→ Records for processing
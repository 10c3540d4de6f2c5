use std::sync::mpsc::Sender;

use anyhow::Result;
use chrono::{DateTime, Utc};
use thiserror::Error;

use crate::domain::{
    channel::Channel,
    chat_store::ChatStore,
    errors::ChatError,
    events::{AppEvent, PushEvent, PushTable},
    message::{Message, MessageId, NewMessage, Reactions},
    shell_state::ShellState,
    typing::TypingRow,
    user::{PresenceRow, User},
};

pub trait AppEventSource {
    fn next_event(&mut self) -> Result<Option<AppEvent>>;
}

pub trait ShellOrchestrator {
    fn state(&self) -> &ShellState;
    fn state_mut(&mut self) -> &mut ShellState;
    fn store(&self) -> &ChatStore;
    fn handle_event(&mut self, event: AppEvent) -> Result<()>;
}

pub trait Clock {
    fn now(&self) -> DateTime<Utc>;
}

#[derive(Debug, Clone, Copy, Default)]
pub struct SystemClock;

impl Clock for SystemClock {
    fn now(&self) -> DateTime<Utc> {
        Utc::now()
    }
}

/// Failures reported by the durable row store.
#[derive(Debug, Clone, PartialEq, Eq, Error)]
pub enum BackendError {
    #[error("unauthorized")]
    Unauthorized,
    #[error("row not found")]
    NotFound,
    #[error("rejected: {0}")]
    Rejected(String),
    #[error("unavailable")]
    Unavailable,
}

/// Durable row store. Every write returns the canonical row.
pub trait ChatBackend {
    /// Channels the user participates in, with per-viewer unread counts.
    fn list_channels(&self, user_id: &str) -> Result<Vec<Channel>, BackendError>;
    fn list_users(&self) -> Result<Vec<User>, BackendError>;
    /// Most recent `limit` messages, oldest first.
    fn list_messages(&self, channel_id: &str, limit: usize) -> Result<Vec<Message>, BackendError>;
    fn fetch_message(&self, message_id: &MessageId) -> Result<Message, BackendError>;
    fn insert_message(&self, payload: &NewMessage) -> Result<Message, BackendError>;
    fn update_message_content(
        &self,
        message_id: &MessageId,
        content: &str,
        edited_at: DateTime<Utc>,
    ) -> Result<Message, BackendError>;
    fn mark_deleted(&self, message_id: &MessageId, for_everyone: bool)
        -> Result<Message, BackendError>;
    fn replace_reactions(
        &self,
        message_id: &MessageId,
        reactions: &Reactions,
    ) -> Result<Message, BackendError>;
    fn add_seen_by(&self, message_ids: &[MessageId], user_id: &str) -> Result<(), BackendError>;
    fn upsert_presence(&self, row: &PresenceRow) -> Result<(), BackendError>;
    fn upsert_typing(&self, row: &TypingRow) -> Result<(), BackendError>;
    /// Newest first, restricted to channels the user participates in.
    fn search_messages(
        &self,
        user_id: &str,
        query: &str,
        limit: usize,
    ) -> Result<Vec<Message>, BackendError>;
}

impl<T> ChatBackend for &T
where
    T: ChatBackend + ?Sized,
{
    fn list_channels(&self, user_id: &str) -> Result<Vec<Channel>, BackendError> {
        (*self).list_channels(user_id)
    }

    fn list_users(&self) -> Result<Vec<User>, BackendError> {
        (*self).list_users()
    }

    fn list_messages(&self, channel_id: &str, limit: usize) -> Result<Vec<Message>, BackendError> {
        (*self).list_messages(channel_id, limit)
    }

    fn fetch_message(&self, message_id: &MessageId) -> Result<Message, BackendError> {
        (*self).fetch_message(message_id)
    }

    fn insert_message(&self, payload: &NewMessage) -> Result<Message, BackendError> {
        (*self).insert_message(payload)
    }

    fn update_message_content(
        &self,
        message_id: &MessageId,
        content: &str,
        edited_at: DateTime<Utc>,
    ) -> Result<Message, BackendError> {
        (*self).update_message_content(message_id, content, edited_at)
    }

    fn mark_deleted(
        &self,
        message_id: &MessageId,
        for_everyone: bool,
    ) -> Result<Message, BackendError> {
        (*self).mark_deleted(message_id, for_everyone)
    }

    fn replace_reactions(
        &self,
        message_id: &MessageId,
        reactions: &Reactions,
    ) -> Result<Message, BackendError> {
        (*self).replace_reactions(message_id, reactions)
    }

    fn add_seen_by(&self, message_ids: &[MessageId], user_id: &str) -> Result<(), BackendError> {
        (*self).add_seen_by(message_ids, user_id)
    }

    fn upsert_presence(&self, row: &PresenceRow) -> Result<(), BackendError> {
        (*self).upsert_presence(row)
    }

    fn upsert_typing(&self, row: &TypingRow) -> Result<(), BackendError> {
        (*self).upsert_typing(row)
    }

    fn search_messages(
        &self,
        user_id: &str,
        query: &str,
        limit: usize,
    ) -> Result<Vec<Message>, BackendError> {
        (*self).search_messages(user_id, query, limit)
    }
}

/// Live registration on one push table. Dropping the handle must release it.
pub trait Subscription: Send {
    fn table(&self) -> PushTable;
}

pub trait PushSource {
    fn subscribe(
        &self,
        table: PushTable,
        sink: Sender<PushEvent>,
    ) -> Result<Box<dyn Subscription>, BackendError>;
}

pub trait IdentitySource {
    fn current_user(&self) -> Result<Option<User>, BackendError>;
}

pub(crate) fn map_source_error(error: BackendError) -> ChatError {
    match error {
        BackendError::Unauthorized => ChatError::Unauthorized,
        BackendError::Rejected(reason) => ChatError::Rejected(reason),
        BackendError::NotFound | BackendError::Unavailable => ChatError::TemporarilyUnavailable,
    }
}

#[cfg(test)]
mod tests {
    use super::*;

    #[test]
    fn maps_backend_errors_to_engine_errors() {
        assert_eq!(map_source_error(BackendError::Unauthorized), ChatError::Unauthorized);
        assert_eq!(
            map_source_error(BackendError::Rejected("too long".to_owned())),
            ChatError::Rejected("too long".to_owned())
        );
        assert_eq!(
            map_source_error(BackendError::Unavailable),
            ChatError::TemporarilyUnavailable
        );
    }
}
use thiserror::Error;

use super::message::MessageId;

/// Engine-level failures. Validation variants are rejected before any write
/// is issued; the rest come from the durable write.
#[derive(Debug, Clone, PartialEq, Eq, Error)]
pub enum ChatError {
    #[error("no authenticated user")]
    NotAuthenticated,
    #[error("no channel selected")]
    NoChannelSelected,
    #[error("channel {0} is not available")]
    ChannelNotFound(String),
    #[error("message content is empty")]
    EmptyContent,
    #[error("reaction emoji is empty")]
    EmptyReaction,
    #[error("select at least one channel to forward to")]
    NoForwardTargets,
    #[error("select a message first (/select <n>)")]
    NothingSelected,
    #[error("message {0} was not found")]
    MessageNotFound(MessageId),
    #[error("message {0} is still being sent")]
    MessagePending(MessageId),
    #[error("only the sender may change this message")]
    NotMessageSender,
    #[error("not authorized")]
    Unauthorized,
    #[error("rejected by server: {0}")]
    Rejected(String),
    #[error("service temporarily unavailable")]
    TemporarilyUnavailable,
}

impl ChatError {
    pub fn is_validation(&self) -> bool {
        matches!(
            self,
            Self::NotAuthenticated
                | Self::NoChannelSelected
                | Self::ChannelNotFound(_)
                | Self::EmptyContent
                | Self::EmptyReaction
                | Self::NoForwardTargets
                | Self::NothingSelected
                | Self::MessageNotFound(_)
                | Self::MessagePending(_)
                | Self::NotMessageSender
        )
    }
}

→ Aim of the exercise
Return the material in full. Each line must match.

→ Answer to this problem
repository 10c3540d4de6f2c5
use std::sync::mpsc::Sender;

use anyhow::Result;
use chrono::{DateTime, Utc};
use thiserror::Error;

use crate::domain::{
    channel::Channel,
    chat_store::ChatStore,
    errors::ChatError,
    events::{AppEvent, PushEvent, PushTable},
    message::{Message, MessageId, NewMessage, Reactions},
    shell_state::ShellState,
    typing::TypingRow,
    user::{PresenceRow, User},
};

pub trait AppEventSource {
    fn next_event(&mut self) -> Result<Option<AppEvent>>;
}

pub trait ShellOrchestrator {
    fn state(&self) -> &ShellState;
    fn state_mut(&mut self) -> &mut ShellState;
    fn store(&self) -> &ChatStore;
    fn handle_event(&mut self, event: AppEvent) -> Result<()>;
}

pub trait Clock {
    fn now(&self) -> DateTime<Utc>;
}

#[derive(Debug, Clone, Copy, Default)]
pub struct SystemClock;

impl Clock for SystemClock {
    fn now(&self) -> DateTime<Utc> {
        Utc::now()
    }
}

/// Failures reported by the durable row store.
#[derive(Debug, Clone, PartialEq, Eq, Error)]
pub enum BackendError {
    #[error("unauthorized")]
    Unauthorized,
    #[error("row not found")]
    NotFound,
    #[error("rejected: {0}")]
    Rejected(String),
    #[error("unavailable")]
    Unavailable,
}

/// Durable row store. Every write returns the canonical row.
pub trait ChatBackend {
    /// Channels the user participates in, with per-viewer unread counts.
    fn list_channels(&self, user_id: &str) -> Result<Vec<Channel>, BackendError>;
    fn list_users(&self) -> Result<Vec<User>, BackendError>;
    /// Most recent `limit` messages, oldest first.
    fn list_messages(&self, channel_id: &str, limit: usize) -> Result<Vec<Message>, BackendError>;
    fn fetch_message(&self, message_id: &MessageId) -> Result<Message, BackendError>;
    fn insert_message(&self, payload: &NewMessage) -> Result<Message, BackendError>;
    fn update_message_content(
        &self,
        message_id: &MessageId,
        content: &str,
        edited_at: DateTime<Utc>,
    ) -> Result<Message, BackendError>;
    fn mark_deleted(&self, message_id: &MessageId, for_everyone: bool)
        -> Result<Message, BackendError>;
    fn replace_reactions(
        &self,
        message_id: &MessageId,
        reactions: &Reactions,
    ) -> Result<Message, BackendError>;
    fn add_seen_by(&self, message_ids: &[MessageId], user_id: &str) -> Result<(), BackendError>;
    fn upsert_presence(&self, row: &PresenceRow) -> Result<(), BackendError>;
    fn upsert_typing(&self, row: &TypingRow) -> Result<(), BackendError>;
    /// Newest first, restricted to channels the user participates in.
    fn search_messages(
        &self,
        user_id: &str,
        query: &str,
        limit: usize,
    ) -> Result<Vec<Message>, BackendError>;
}

impl<T> ChatBackend for &T
where
    T: ChatBackend + ?Sized,
{
    fn list_channels(&self, user_id: &str) -> Result<Vec<Channel>, BackendError> {
        (*self).list_channels(user_id)
    }

    fn list_users(&self) -> Result<Vec<User>, BackendError> {
        (*self).list_users()
    }

    fn list_messages(&self, channel_id: &str, limit: usize) -> Result<Vec<Message>, BackendError> {
        (*self).list_messages(channel_id, limit)
    }

    fn fetch_message(&self, message_id: &MessageId) -> Result<Message, BackendError> {
        (*self).fetch_message(message_id)
    }

    fn insert_message(&self, payload: &NewMessage) -> Result<Message, BackendError> {
        (*self).insert_message(payload)
    }

    fn update_message_content(
        &self,
        message_id: &MessageId,
        content: &str,
        edited_at: DateTime<Utc>,
    ) -> Result<Message, BackendError> {
        (*self).update_message_content(message_id, content, edited_at)
    }

    fn mark_deleted(
        &self,
        message_id: &MessageId,
        for_everyone: bool,
    ) -> Result<Message, BackendError> {
        (*self).mark_deleted(message_id, for_everyone)
    }

    fn replace_reactions(
        &self,
        message_id: &MessageId,
        reactions: &Reactions,
    ) -> Result<Message, BackendError> {
        (*self).replace_reactions(message_id, reactions)
    }

    fn add_seen_by(&self, message_ids: &[MessageId], user_id: &str) -> Result<(), BackendError> {
        (*self).add_seen_by(message_ids, user_id)
    }

    fn upsert_presence(&self, row: &PresenceRow) -> Result<(), BackendError> {
        (*self).upsert_presence(row)
    }

    fn upsert_typing(&self, row: &TypingRow) -> Result<(), BackendError> {
        (*self).upsert_typing(row)
    }

    fn search_messages(
        &self,
        user_id: &str,
        query: &str,
        limit: usize,
    ) -> Result<Vec<Message>, BackendError> {
        (*self).search_messages(user_id, query, limit)
    }
}

/// Live registration on one push table. Dropping the handle must release it.
pub trait Subscription: Send {
    fn table(&self) -> PushTable;
}

pub trait PushSource {
    fn subscribe(
        &self,
        table: PushTable,
        sink: Sender<PushEvent>,
    ) -> Result<Box<dyn Subscription>, BackendError>;
}

pub trait IdentitySource {
    fn current_user(&self) -> Result<Option<User>, BackendError>;
}

pub(crate) fn map_source_error(error: BackendError) -> ChatError {
    match error {
        BackendError::Unauthorized => ChatError::Unauthorized,
        BackendError::Rejected(reason) => ChatError::Rejected(reason),
        BackendError::NotFound | BackendError::Unavailable => ChatError::TemporarilyUnavailable,
    }
}

#[cfg(test)]
mod tests {
    use super::*;

    #[test]
    fn maps_backend_errors_to_engine_errors() {
        assert_eq!(map_source_error(BackendError::Unauthorized), ChatError::Unauthorized);
        assert_eq!(
            map_source_error(BackendError::Rejected("too long".to_owned())),
            ChatError::Rejected("too long".to_owned())
        );
        assert_eq!(
            map_source_error(BackendError::Unavailable),
            ChatError::TemporarilyUnavailable
        );
    }
}
use thiserror::Error;

use super::message::MessageId;

/// Engine-level failures. Validation variants are rejected before any write
/// is issued; the rest come from the durable write.
#[derive(Debug, Clone, PartialEq, Eq, Error)]
pub enum ChatError {
    #[error("no authenticated user")]
    NotAuthenticated,
    #[error("no channel selected")]
    NoChannelSelected,
    #[error("channel {0} is not available")]
    ChannelNotFound(String),
    #[error("message content is empty")]
    EmptyContent,
    #[error("reaction emoji is empty")]
    EmptyReaction,
    #[error("select at least one channel to forward to")]
    NoForwardTargets,
    #[error("select a message first (/select <n>)")]
    NothingSelected,
    #[error("message {0} was not found")]
    MessageNotFound(MessageId),
    #[error("message {0} is still being sent")]
    MessagePending(MessageId),
    #[error("only the sender may change this message")]
    NotMessageSender,
    #[error("not authorized")]
    Unauthorized,
    #[error("rejected by server: {0}")]
    Rejected(String),
    #[error("service temporarily unavailable")]
    TemporarilyUnavailable,
}

impl ChatError {
    pub fn is_validation(&self) -> bool {
        matches!(
            self,
            Self::NotAuthenticated
                | Self::NoChannelSelected
                | Self::ChannelNotFound(_)
                | Self::EmptyContent
                | Self::EmptyReaction
                | Self::NoForwardTargets
                | Self::NothingSelected
                | Self::MessageNotFound(_)
                | Self::MessagePending(_)
                | Self::NotMessageSender
        )
    }
}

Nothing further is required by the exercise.